* **Extracted material**
--------------------

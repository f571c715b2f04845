// SPDX-FileCopyrightText: 2026 Patchbay Contributors
// SPDX-License-Identifier: MIT OR Apache-2.0

//! Registry cache keyed by configuration snapshot.
//!
//! One registry is current at a time. [`RegistryCache::instance`] reuses it
//! while the caller's configuration is deep-equal to the snapshot it was built
//! from, and rebuilds otherwise. Rebuilds are serialized by a mutex and
//! published with an atomic pointer swap, so readers only ever observe a
//! fully built registry.

use std::sync::{Arc, Mutex, PoisonError};

use arc_swap::ArcSwapOption;
use patchbay_config::Config;
use patchbay_core::PatchbayError;
use tracing::{debug, info};

use crate::catalog::PluginCatalog;
use crate::descriptor::PluginDescriptor;
use crate::registry::PluginRegistry;

/// Owned handle to the current plugin registry.
pub struct RegistryCache {
    catalog: Arc<PluginCatalog>,
    current: ArcSwapOption<PluginRegistry>,
    rebuild: Mutex<()>,
}

impl RegistryCache {
    /// Create an empty cache over `catalog`.
    pub fn new(catalog: Arc<PluginCatalog>) -> Self {
        Self {
            catalog,
            current: ArcSwapOption::empty(),
            rebuild: Mutex::new(()),
        }
    }

    pub fn catalog(&self) -> &Arc<PluginCatalog> {
        &self.catalog
    }

    /// The registry for `config`, rebuilding it if the cached snapshot differs.
    ///
    /// A failed rebuild leaves the previous registry in place.
    pub fn instance(&self, config: &Config) -> Result<Arc<PluginRegistry>, PatchbayError> {
        if let Some(registry) = self.matching(config) {
            debug!("plugin registry cache hit");
            return Ok(registry);
        }

        let _guard = self.rebuild.lock().unwrap_or_else(PoisonError::into_inner);
        // Another thread may have rebuilt for the same snapshot while we waited.
        if let Some(registry) = self.matching(config) {
            return Ok(registry);
        }

        let registry = Arc::new(PluginRegistry::build(&self.catalog, config)?);
        info!(enabled = registry.len(), "plugin registry rebuilt");
        self.current.store(Some(Arc::clone(&registry)));
        Ok(registry)
    }

    /// The current registry, whatever configuration it was built from.
    pub fn current(&self) -> Option<Arc<PluginRegistry>> {
        self.current.load_full()
    }

    /// Drop the cached registry so the next query rebuilds.
    pub fn invalidate(&self) {
        self.current.store(None);
    }

    /// Reset to the uninitialized state: drop the cached registry and every
    /// official registration.
    ///
    /// Intended for test isolation.
    pub fn clear(&self) {
        self.invalidate();
        self.catalog.official().clear();
    }

    /// Enabled plugins for `config`.
    pub fn enabled(&self, config: &Config) -> Result<Vec<PluginDescriptor>, PatchbayError> {
        Ok(self.instance(config)?.iter_enabled().cloned().collect())
    }

    /// `(plugin, content)` pairs for `patch_name`, sorted by plugin name.
    pub fn patches(
        &self,
        config: &Config,
        patch_name: &str,
    ) -> Result<Vec<(String, String)>, PatchbayError> {
        Ok(self
            .instance(config)?
            .iter_patches(patch_name)
            .map(|(plugin, content)| (plugin.to_string(), content.to_string()))
            .collect())
    }

    /// `(plugin, services)` pairs for `hook_name`, in discovery order.
    pub fn hooks(
        &self,
        config: &Config,
        hook_name: &str,
    ) -> Result<Vec<(String, Vec<String>)>, PatchbayError> {
        Ok(self
            .instance(config)?
            .iter_hooks(hook_name)
            .map(|(plugin, services)| (plugin.to_string(), services.to_vec()))
            .collect())
    }

    /// `(plugin, templates root)` pairs, in discovery order.
    pub fn template_roots(
        &self,
        config: &Config,
    ) -> Result<Vec<(String, std::path::PathBuf)>, PatchbayError> {
        Ok(self
            .instance(config)?
            .iter_template_roots()
            .map(|(plugin, root)| (plugin.to_string(), root.to_path_buf()))
            .collect())
    }

    fn matching(&self, config: &Config) -> Option<Arc<PluginRegistry>> {
        self.current
            .load_full()
            .filter(|registry| registry.config() == config)
    }
}

impl std::fmt::Debug for RegistryCache {
    fn fmt(&self, f: &mut std::fmt::Formatter<'_>) -> std::fmt::Result {
        f.debug_struct("RegistryCache")
            .field("catalog", &self.catalog)
            .field("cached", &self.current.load().is_some())
            .finish()
    }
}
// SPDX-FileCopyrightText: 2026 Patchbay Contributors
// SPDX-License-Identifier: MIT OR Apache-2.0

//! Merge plugin-contributed configuration into the global configuration.

use patchbay_config::Config;
use patchbay_core::PatchbayError;
use tracing::debug;

use crate::cache::RegistryCache;
use crate::registry::PluginRegistry;

/// Apply every enabled plugin's `config` attribute.
///
/// For each enabled plugin, in registry order:
/// - `add` entries are inserted under the namespaced key if absent;
/// - `defaults` entries are written to `defaults` under the namespaced key;
/// - `set` entries are inserted under the namespaced key if absent.
///
/// Values already present in `config` always win.
pub fn apply_overlays(registry: &PluginRegistry, config: &mut Config, defaults: &mut Config) {
    for plugin in registry.iter_enabled() {
        let mut added = 0usize;

        for (key, value) in plugin.config_add() {
            let key = plugin.config_key(key);
            if !config.contains_key(&key) {
                config.set(key, value.clone());
                added += 1;
            }
        }

        for (key, value) in plugin.config_defaults() {
            defaults.set(plugin.config_key(key), value.clone());
        }

        for (key, value) in plugin.config_set() {
            let key = plugin.config_key(key);
            if !config.contains_key(&key) {
                config.set(key, value.clone());
                added += 1;
            }
        }

        debug!(
            plugin = %plugin.name(),
            added,
            defaults = plugin.config_defaults().len(),
            "plugin configuration applied"
        );
    }
}

/// Resolve the registry for `config` and apply its overlays.
///
/// The registry is looked up before `config` is modified; the next cache
/// query with the modified configuration rebuilds.
pub fn load_plugin_config(
    cache: &RegistryCache,
    config: &mut Config,
    defaults: &mut Config,
) -> Result<(), PatchbayError> {
    let registry = cache.instance(config)?;
    apply_overlays(&registry, config, defaults);
    Ok(())
}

--------------------

* **What is being asked**
Could you please reproduce each record exactly, leaving nothing out?

* **Output for this exercise**
repository f571c715b2f04845
// SPDX-FileCopyrightText: 2026 Patchbay Contributors
// SPDX-License-Identifier: MIT OR Apache-2.0

//! Registry cache keyed by configuration snapshot.
//!
//! One registry is current at a time. [`RegistryCache::instance`] reuses it
//! while the caller's configuration is deep-equal to the snapshot it was built
//! from, and rebuilds otherwise. Rebuilds are serialized by a mutex and
//! published with an atomic pointer swap, so readers only ever observe a
//! fully built registry.

use std::sync::{Arc, Mutex, PoisonError};

use arc_swap::ArcSwapOption;
use patchbay_config::Config;
use patchbay_core::PatchbayError;
use tracing::{debug, info};

use crate::catalog::PluginCatalog;
use crate::descriptor::PluginDescriptor;
use crate::registry::PluginRegistry;

/// Owned handle to the current plugin registry.
pub struct RegistryCache {
    catalog: Arc<PluginCatalog>,
    current: ArcSwapOption<PluginRegistry>,
    rebuild: Mutex<()>,
}

impl RegistryCache {
    /// Create an empty cache over `catalog`.
    pub fn new(catalog: Arc<PluginCatalog>) -> Self {
        Self {
            catalog,
            current: ArcSwapOption::empty(),
            rebuild: Mutex::new(()),
        }
    }

    pub fn catalog(&self) -> &Arc<PluginCatalog> {
        &self.catalog
    }

    /// The registry for `config`, rebuilding it if the cached snapshot differs.
    ///
    /// A failed rebuild leaves the previous registry in place.
    pub fn instance(&self, config: &Config) -> Result<Arc<PluginRegistry>, PatchbayError> {
        if let Some(registry) = self.matching(config) {
            debug!("plugin registry cache hit");
            return Ok(registry);
        }

        let _guard = self.rebuild.lock().unwrap_or_else(PoisonError::into_inner);
        // Another thread may have rebuilt for the same snapshot while we waited.
        if let Some(registry) = self.matching(config) {
            return Ok(registry);
        }

        let registry = Arc::new(PluginRegistry::build(&self.catalog, config)?);
        info!(enabled = registry.len(), "plugin registry rebuilt");
        self.current.store(Some(Arc::clone(&registry)));
        Ok(registry)
    }

    /// The current registry, whatever configuration it was built from.
    pub fn current(&self) -> Option<Arc<PluginRegistry>> {
        self.current.load_full()
    }

    /// Drop the cached registry so the next query rebuilds.
    pub fn invalidate(&self) {
        self.current.store(None);
    }

    /// Reset to the uninitialized state: drop the cached registry and every
    /// official registration.
    ///
    /// Intended for test isolation.
    pub fn clear(&self) {
        self.invalidate();
        self.catalog.official().clear();
    }

    /// Enabled plugins for `config`.
    pub fn enabled(&self, config: &Config) -> Result<Vec<PluginDescriptor>, PatchbayError> {
        Ok(self.instance(config)?.iter_enabled().cloned().collect())
    }

    /// `(plugin, content)` pairs for `patch_name`, sorted by plugin name.
    pub fn patches(
        &self,
        config: &Config,
        patch_name: &str,
    ) -> Result<Vec<(String, String)>, PatchbayError> {
        Ok(self
            .instance(config)?
            .iter_patches(patch_name)
            .map(|(plugin, content)| (plugin.to_string(), content.to_string()))
            .collect())
    }

    /// `(plugin, services)` pairs for `hook_name`, in discovery order.
    pub fn hooks(
        &self,
        config: &Config,
        hook_name: &str,
    ) -> Result<Vec<(String, Vec<String>)>, PatchbayError> {
        Ok(self
            .instance(config)?
            .iter_hooks(hook_name)
            .map(|(plugin, services)| (plugin.to_string(), services.to_vec()))
            .collect())
    }

    /// `(plugin, templates root)` pairs, in discovery order.
    pub fn template_roots(
        &self,
        config: &Config,
    ) -> Result<Vec<(String, std::path::PathBuf)>, PatchbayError> {
        Ok(self
            .instance(config)?
            .iter_template_roots()
            .map(|(plugin, root)| (plugin.to_string(), root.to_path_buf()))
            .collect())
    }

    fn matching(&self, config: &Config) -> Option<Arc<PluginRegistry>> {
        self.current
            .load_full()
            .filter(|registry| registry.config() == config)
    }
}

impl std::fmt::Debug for RegistryCache {
    fn fmt(&self, f: &mut std::fmt::Formatter<'_>) -> std::fmt::Result {
        f.debug_struct("RegistryCache")
            .field("catalog", &self.catalog)
            .field("cached", &self.current.load().is_some())
            .finish()
    }
}
// SPDX-FileCopyrightText: 2026 Patchbay Contributors
// SPDX-License-Identifier: MIT OR Apache-2.0

//! Merge plugin-contributed configuration into the global configuration.

use patchbay_config::Config;
use patchbay_core::PatchbayError;
use tracing::debug;

use crate::cache::RegistryCache;
use crate::registry::PluginRegistry;

/// Apply every enabled plugin's `config` attribute.
///
/// For each enabled plugin, in registry order:
/// - `add` entries are inserted under the namespaced key if absent;
/// - `defaults` entries are written to `defaults` under the namespaced key;
/// - `set` entries are inserted under the namespaced key if absent.
///
/// Values already present in `config` always win.
pub fn apply_overlays(registry: &PluginRegistry, config: &mut Config, defaults: &mut Config) {
    for plugin in registry.iter_enabled() {
        let mut added = 0usize;

        for (key, value) in plugin.config_add() {
            let key = plugin.config_key(key);
            if !config.contains_key(&key) {
                config.set(key, value.clone());
                added += 1;
            }
        }

        for (key, value) in plugin.config_defaults() {
            defaults.set(plugin.config_key(key), value.clone());
        }

        for (key, value) in plugin.config_set() {
            let key = plugin.config_key(key);
            if !config.contains_key(&key) {
                config.set(key, value.clone());
                added += 1;
            }
        }

        debug!(
            plugin = %plugin.name(),
            added,
            defaults = plugin.config_defaults().len(),
            "plugin configuration applied"
        );
    }
}

/// Resolve the registry for `config` and apply its overlays.
///
/// The registry is looked up before `config` is modified; the next cache
/// query with the modified configuration rebuilds.
pub fn load_plugin_config(
    cache: &RegistryCache,
    config: &mut Config,
    defaults: &mut Config,
) -> Result<(), PatchbayError> {
    let registry = cache.instance(config)?;
    apply_overlays(&registry, config, defaults);
    Ok(())
}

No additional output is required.